El buscador de almas en el mercado de las pequeñas historias

En un mundo donde todo está descubierto, catalogado y etiquetado para su venta, surge la figura del Escritor Polifacético™. No contento con una sola profesión, Dusan Sarotar acumula cinco: escritor, poeta, traductor, guionista y fotógrafo. Su nuevo producto, ‘El mapa estelar’, promete lo que ya no se fabrica: una historia íntima.

La estrategia es brillante. Mientras el mercado editorial se ahoga en grandes relatos nacionales inflados como globos, él apuesta por lo pequeño. Lo diminuto. Lo que cabe en el bolsillo del lector contemporáneo, cuya atención es más breve que un tuit.

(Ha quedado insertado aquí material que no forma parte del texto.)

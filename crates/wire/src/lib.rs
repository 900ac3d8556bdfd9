//! Asteroid Wire Protocol
//!
//! Shared packet types for communication between game clients and the
//! server. Both sides MUST depend on this crate so that they agree on the
//! exact byte layout.
//!
//! # Packet Categories
//!
//! - **Control** (reliable + ordered): join, spawn, start and win messages,
//!   encoded as Protobuf bodies.
//! - **Realtime** (unreliable): player inputs and validated-frame checksums,
//!   encoded as fixed-width little-endian bodies (see [`packet`]).
//!
//! Every datagram starts with `[protocol_version: u8][packet_type: u8]`.

#![deny(unsafe_code)]

use prost::Message;

pub mod packet;

pub use packet::{
    Delivery, Packet, PacketSender, PacketType, PlayerInputPacket, ValidateFramePacket, WireError,
};

/// Version byte leading every datagram.
pub const PROTOCOL_VERSION: u8 = 1;

/// Frames of input history carried by each input packet.
pub const MAX_INPUT_NMB: usize = 50;

// ============================================================================
// Control Channel Messages
// ============================================================================

/// Client asks to join the match.
#[derive(Clone, PartialEq, Message)]
pub struct JoinPacket {
    /// Random id chosen by the client; identifies it until it knows its
    /// player number.
    #[prost(uint64, tag = "1")]
    pub client_id: u64,

    /// Client wall clock at send time, in milliseconds.
    #[prost(uint64, tag = "2")]
    pub client_time_ms: u64,
}

/// Server acknowledges a join. Broadcast; clients match on `client_id`.
#[derive(Clone, PartialEq, Message)]
pub struct JoinAckPacket {
    #[prost(uint64, tag = "1")]
    pub client_id: u64,

    #[prost(uint32, tag = "2")]
    pub player_number: u32, // Wire as u32 for protobuf compatibility
}

/// Spawn a player ship at a position and rotation (degrees).
#[derive(Clone, PartialEq, Message)]
pub struct SpawnPlayerPacket {
    #[prost(uint64, tag = "1")]
    pub client_id: u64,

    #[prost(uint32, tag = "2")]
    pub player_number: u32,

    #[prost(float, tag = "3")]
    pub x: f32,

    #[prost(float, tag = "4")]
    pub y: f32,

    #[prost(float, tag = "5")]
    pub rotation: f32,
}

/// Match start, in server wall-clock milliseconds.
#[derive(Clone, PartialEq, Message)]
pub struct StartGamePacket {
    #[prost(uint64, tag = "1")]
    pub start_time_ms: u64,
}

/// Match end. `winner` is `INVALID_PLAYER` when nobody won.
#[derive(Clone, PartialEq, Message)]
pub struct WinGamePacket {
    #[prost(uint32, tag = "1")]
    pub winner: u32,
}

// ============================================================================
// Replay Artifact Types
// ============================================================================

/// Player spawn recorded for replay initialization.
#[derive(Clone, PartialEq, Message)]
pub struct SpawnRecord {
    #[prost(uint32, tag = "1")]
    pub player_number: u32,

    #[prost(uint32, tag = "2")]
    pub entity: u32,

    #[prost(float, tag = "3")]
    pub x: f32,

    #[prost(float, tag = "4")]
    pub y: f32,

    #[prost(float, tag = "5")]
    pub rotation: f32,
}

/// Validated inputs of every player for one frame, one byte per player in
/// player-number order.
#[derive(Clone, PartialEq, Message)]
pub struct FrameInputs {
    #[prost(uint32, tag = "1")]
    pub frame: u32,

    #[prost(bytes = "vec", tag = "2")]
    pub inputs: Vec<u8>,
}

/// Checksums broadcast for a validated frame.
#[derive(Clone, PartialEq, Message)]
pub struct Checkpoint {
    #[prost(uint32, tag = "1")]
    pub frame: u32,

    /// One u16 checksum per player, widened for protobuf.
    #[prost(uint32, repeated, tag = "2")]
    pub physics_states: Vec<u32>,
}

/// Tuning parameter key-value pair.
#[derive(Clone, PartialEq, Message)]
pub struct TuningParameter {
    #[prost(string, tag = "1")]
    pub key: String,

    #[prost(double, tag = "2")]
    pub value: f64,
}

/// Build fingerprint for replay scope verification.
#[derive(Clone, PartialEq, Message)]
pub struct BuildFingerprint {
    /// SHA-256 of server executable bytes.
    #[prost(string, tag = "1")]
    pub binary_sha256: String,

    /// Target triple (e.g., "x86_64-unknown-linux-gnu").
    #[prost(string, tag = "2")]
    pub target_triple: String,

    /// Build profile ("release" or "dev").
    #[prost(string, tag = "3")]
    pub profile: String,

    /// Git commit hash (metadata/traceability).
    #[prost(string, tag = "4")]
    pub git_commit: String,
}

/// Complete replay of one match as seen by the server.
#[derive(Clone, PartialEq, Message)]
pub struct ReplayArtifact {
    /// Schema version, starting at 1.
    #[prost(uint32, tag = "1")]
    pub replay_format_version: u32,

    #[prost(uint32, tag = "2")]
    pub tick_rate_hz: u32,

    #[prost(string, tag = "3")]
    pub physics_state_algo_id: String,

    /// Player spawns in the order they happened.
    #[prost(message, repeated, tag = "4")]
    pub spawns: Vec<SpawnRecord>,

    /// Tuning parameters (sorted by key).
    #[prost(message, repeated, tag = "5")]
    pub tuning_parameters: Vec<TuningParameter>,

    /// Validated inputs, one entry per frame starting at frame 1.
    #[prost(message, repeated, tag = "6")]
    pub inputs: Vec<FrameInputs>,

    /// Checksums at every validation, ascending frame order.
    #[prost(message, repeated, tag = "7")]
    pub checkpoints: Vec<Checkpoint>,

    #[prost(message, optional, tag = "8")]
    pub build_fingerprint: Option<BuildFingerprint>,

    /// Last validated frame.
    #[prost(uint32, tag = "9")]
    pub final_frame: u32,

    /// Match termination reason.
    #[prost(string, tag = "10")]
    pub end_reason: String,

    #[prost(uint32, tag = "11")]
    pub winner: u32,
}

// ============================================================================
// Tests
// ============================================================================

“Algunos dicen, sobre todo la religión dice que, el sentido está en el sufrimiento, en el padecimiento, también en la pérdida.”

He aquí la fórmula mágica. Tome un abuelo (36 años, recién salido de Auschwitz). Agregue la pregunta universal de catálogo: ¿quién soy?. Mezcle con una elección trágica: fracaso, suicidio o amor. Decante por amor. Espere seis meses. Sirva con una nueva familia y un nieto escritor sesenta años después.

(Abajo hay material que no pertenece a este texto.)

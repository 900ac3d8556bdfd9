//! Datagram framing and the fixed-width realtime codec.
//!
//! Layout of every datagram:
//!
//! ```text
//! [protocol_version: u8][packet_type: u8][body...]
//! ```
//!
//! Realtime bodies (all integers little-endian):
//!
//! ```text
//! INPUT           player_number: u8, current_frame: u32, inputs: [u8; 50]
//! VALIDATE_STATE  new_validate_frame: u32, physics_states: [u16; MAX_PLAYER_NMB]
//! ```
//!
//! Control bodies are Protobuf messages filling the rest of the datagram.

use asteroid_sim::{Frame, INVALID_PLAYER, MAX_PLAYER_NMB, PhysicsState, PlayerInput, PlayerNumber};
use bytes::{Buf, BufMut, Bytes, BytesMut};
use prost::Message;
use thiserror::Error;

use crate::{
    JoinAckPacket, JoinPacket, MAX_INPUT_NMB, PROTOCOL_VERSION, SpawnPlayerPacket,
    StartGamePacket, WinGamePacket,
};

// ============================================================================
// Errors
// ============================================================================

#[derive(Debug, Error)]
pub enum WireError {
    #[error("datagram shorter than the packet header")]
    MissingHeader,

    #[error("unsupported protocol version {0}")]
    UnsupportedVersion(u8),

    #[error("unknown packet type {0}")]
    UnknownPacketType(u8),

    #[error("truncated {packet:?} body: expected {expected} bytes, got {actual}")]
    Truncated {
        packet: PacketType,
        expected: usize,
        actual: usize,
    },

    #[error("{0} trailing bytes after {1:?} body")]
    TrailingBytes(usize, PacketType),

    #[error("malformed protobuf body: {0}")]
    Protobuf(#[from] prost::DecodeError),

    #[error("player number {0} out of range")]
    InvalidPlayerNumber(u32),
}

// ============================================================================
// Packet Types
// ============================================================================

#[derive(Debug, Clone, Copy, PartialEq, Eq, Hash)]
#[repr(u8)]
pub enum PacketType {
    Join = 0,
    SpawnPlayer = 1,
    Input = 2,
    ValidateState = 3,
    StartGame = 4,
    JoinAck = 5,
    WinGame = 6,
}

impl TryFrom<u8> for PacketType {
    type Error = WireError;

    fn try_from(value: u8) -> Result<Self, Self::Error> {
        Ok(match value {
            0 => Self::Join,
            1 => Self::SpawnPlayer,
            2 => Self::Input,
            3 => Self::ValidateState,
            4 => Self::StartGame,
            5 => Self::JoinAck,
            6 => Self::WinGame,
            other => return Err(WireError::UnknownPacketType(other)),
        })
    }
}

/// Which channel a packet travels on.
#[derive(Debug, Clone, Copy, PartialEq, Eq, Hash)]
pub enum Delivery {
    Reliable,
    Unreliable,
}

/// Transport seen by the game logic.
pub trait PacketSender {
    fn send_reliable_packet(&mut self, packet: Packet);
    fn send_unreliable_packet(&mut self, packet: Packet);
}

/// Records packets in send order.
impl PacketSender for Vec<(Delivery, Packet)> {
    fn send_reliable_packet(&mut self, packet: Packet) {
        self.push((Delivery::Reliable, packet));
    }

    fn send_unreliable_packet(&mut self, packet: Packet) {
        self.push((Delivery::Unreliable, packet));
    }
}

// ============================================================================
// Realtime Packets
// ============================================================================

/// A player's inputs for `current_frame` and the frames before it.
///
/// `inputs[i]` is the input for `current_frame - i`. Consecutive packets
/// overlap, so one lost datagram does not lose any input.
#[derive(Debug, Clone, Copy, PartialEq, Eq)]
pub struct PlayerInputPacket {
    pub player_number: PlayerNumber,
    pub current_frame: Frame,
    pub inputs: [PlayerInput; MAX_INPUT_NMB],
}

impl PlayerInputPacket {
    pub const ENCODED_LEN: usize = 1 + 4 + MAX_INPUT_NMB;

    /// Collect inputs for `current_frame` going backward, stopping at
    /// frame 0. Slots past frame 0 stay empty.
    pub fn new(
        player_number: PlayerNumber,
        current_frame: Frame,
        mut input_at: impl FnMut(Frame) -> PlayerInput,
    ) -> Self {
        let mut inputs = [PlayerInput::empty(); MAX_INPUT_NMB];
        for (back, slot) in inputs.iter_mut().enumerate() {
            let Some(frame) = current_frame.checked_sub(back as Frame) else {
                break;
            };
            *slot = input_at(frame);
        }
        Self {
            player_number,
            current_frame,
            inputs,
        }
    }

    /// `(frame, input)` pairs, newest first, ending at frame 0.
    pub fn frames(&self) -> impl Iterator<Item = (Frame, PlayerInput)> + '_ {
        self.inputs.iter().enumerate().map_while(|(back, &input)| {
            self.current_frame
                .checked_sub(back as Frame)
                .map(|frame| (frame, input))
        })
    }

    fn encode_body(&self, buf: &mut BytesMut) {
        buf.put_u8(self.player_number);
        buf.put_u32_le(self.current_frame);
        for input in &self.inputs {
            buf.put_u8(input.bits());
        }
    }

    fn decode_body(mut body: &[u8]) -> Result<Self, WireError> {
        check_len(PacketType::Input, body, Self::ENCODED_LEN)?;
        let player_number = body.get_u8();
        if usize::from(player_number) >= MAX_PLAYER_NMB {
            return Err(WireError::InvalidPlayerNumber(u32::from(player_number)));
        }
        let current_frame = body.get_u32_le();
        let mut inputs = [PlayerInput::empty(); MAX_INPUT_NMB];
        for input in &mut inputs {
            *input = PlayerInput::from_bits_retain(body.get_u8());
        }
        Ok(Self {
            player_number,
            current_frame,
            inputs,
        })
    }
}

/// Server confirmation of a validated frame with each player's checksum.
#[derive(Debug, Clone, Copy, PartialEq, Eq)]
pub struct ValidateFramePacket {
    pub new_validate_frame: Frame,
    pub physics_states: [PhysicsState; MAX_PLAYER_NMB],
}

impl ValidateFramePacket {
    pub const ENCODED_LEN: usize = 4 + 2 * MAX_PLAYER_NMB;

    fn encode_body(&self, buf: &mut BytesMut) {
        buf.put_u32_le(self.new_validate_frame);
        for state in &self.physics_states {
            buf.put_u16_le(*state);
        }
    }

    fn decode_body(mut body: &[u8]) -> Result<Self, WireError> {
        check_len(PacketType::ValidateState, body, Self::ENCODED_LEN)?;
        let new_validate_frame = body.get_u32_le();
        let mut physics_states = [0; MAX_PLAYER_NMB];
        for state in &mut physics_states {
            *state = body.get_u16_le();
        }
        Ok(Self {
            new_validate_frame,
            physics_states,
        })
    }
}

fn check_len(packet: PacketType, body: &[u8], expected: usize) -> Result<(), WireError> {
    match body.len() {
        actual if actual < expected => Err(WireError::Truncated {
            packet,
            expected,
            actual,
        }),
        actual if actual > expected => Err(WireError::TrailingBytes(actual - expected, packet)),
        _ => Ok(()),
    }
}

fn check_player_number(player_number: u32) -> Result<(), WireError> {
    if (player_number as usize) < MAX_PLAYER_NMB {
        Ok(())
    } else {
        Err(WireError::InvalidPlayerNumber(player_number))
    }
}

// ============================================================================
// Packet
// ============================================================================

#[derive(Debug, Clone, PartialEq)]
pub enum Packet {
    Join(JoinPacket),
    SpawnPlayer(SpawnPlayerPacket),
    Input(PlayerInputPacket),
    ValidateState(ValidateFramePacket),
    StartGame(StartGamePacket),
    JoinAck(JoinAckPacket),
    WinGame(WinGamePacket),
}

impl Packet {
    pub fn packet_type(&self) -> PacketType {
        match self {
            Self::Join(_) => PacketType::Join,
            Self::SpawnPlayer(_) => PacketType::SpawnPlayer,
            Self::Input(_) => PacketType::Input,
            Self::ValidateState(_) => PacketType::ValidateState,
            Self::StartGame(_) => PacketType::StartGame,
            Self::JoinAck(_) => PacketType::JoinAck,
            Self::WinGame(_) => PacketType::WinGame,
        }
    }

    /// Frame the packet as one datagram.
    pub fn encode(&self) -> Bytes {
        let mut buf = BytesMut::with_capacity(2 + PlayerInputPacket::ENCODED_LEN);
        buf.put_u8(PROTOCOL_VERSION);
        buf.put_u8(self.packet_type() as u8);
        match self {
            Self::Input(packet) => packet.encode_body(&mut buf),
            Self::ValidateState(packet) => packet.encode_body(&mut buf),
            Self::Join(msg) => buf.put_slice(&msg.encode_to_vec()),
            Self::SpawnPlayer(msg) => buf.put_slice(&msg.encode_to_vec()),
            Self::StartGame(msg) => buf.put_slice(&msg.encode_to_vec()),
            Self::JoinAck(msg) => buf.put_slice(&msg.encode_to_vec()),
            Self::WinGame(msg) => buf.put_slice(&msg.encode_to_vec()),
        }
        buf.freeze()
    }

    pub fn decode(mut datagram: &[u8]) -> Result<Self, WireError> {
        if datagram.len() < 2 {
            return Err(WireError::MissingHeader);
        }
        let version = datagram.get_u8();
        if version != PROTOCOL_VERSION {
            return Err(WireError::UnsupportedVersion(version));
        }
        let packet_type = PacketType::try_from(datagram.get_u8())?;
        let body = datagram;

        Ok(match packet_type {
            PacketType::Input => Self::Input(PlayerInputPacket::decode_body(body)?),
            PacketType::ValidateState => {
                Self::ValidateState(ValidateFramePacket::decode_body(body)?)
            }
            PacketType::Join => Self::Join(JoinPacket::decode(body)?),
            PacketType::SpawnPlayer => {
                let msg = SpawnPlayerPacket::decode(body)?;
                check_player_number(msg.player_number)?;
                Self::SpawnPlayer(msg)
            }
            PacketType::StartGame => Self::StartGame(StartGamePacket::decode(body)?),
            PacketType::JoinAck => {
                let msg = JoinAckPacket::decode(body)?;
                check_player_number(msg.player_number)?;
                Self::JoinAck(msg)
            }
            PacketType::WinGame => {
                let msg = WinGamePacket::decode(body)?;
                if msg.winner != u32::from(INVALID_PLAYER) {
                    check_player_number(msg.winner)?;
                }
                Self::WinGame(msg)
            }
        })
    }
}

// ============================================================================
// Tests
// ============================================================================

¡Voilà! Una historia personal lista para el consumo masivo en español.

Lo genial es el giro final. Después de admitir que todo está descubierto —historiadores, astrónomos, arqueólogos han hecho su trabajo—, lanza la pregunta del millón:

“¿quién puede descubrir qué es el alma?”

El Escritor Polifacético™ se autoproclama explorador de lo intangible. Su herramienta: pequeñas historias. Su campo de batalla: el alma humana, ese territorio inexplorado que casualmente cabe perfectamente en una novela de 200 páginas con portada atractiva.

Es la era dorada de lo minúsculo. Los grandes relatos están pasados de moda, son demasiado pesados para las redes sociales. Ahora toca micro-historias familiares universales. Porque al final, dice nuestro héroe,

“las personas… somos más próximas, más parecidas unas a otras de lo que creeríamos.”

Todos tenemos familias que se quieren o no se quieren. Amor o desamor. Pobres o ricos. Y a partir de ahí —¡eureka!— hay que hacer historias.

Así opera la maquinaria moderna del sentido: tomar lo más terrible (un campo de concentración), reducirlo a anécdota familiar, empaquetarlo con una escritura poética y profunda, y venderlo como reflexión sobre la memoria.

El resultado es impecable: tragedia convertida en producto cultural listo para su distribución internacional. El Holocausto como escenario principal para una historia de amor personal. El absurdo humano transformado en arte vendible.

Y mientras tanto, las estrellas del mapa estelar brillan indiferentes sobre Murska Sóbota y sobre las estanterías donde este libro buscará su lugar entre otros productos similares que también preguntan ¿quién soy? —pero nunca demasiado fuerte como para asustar a los compradores.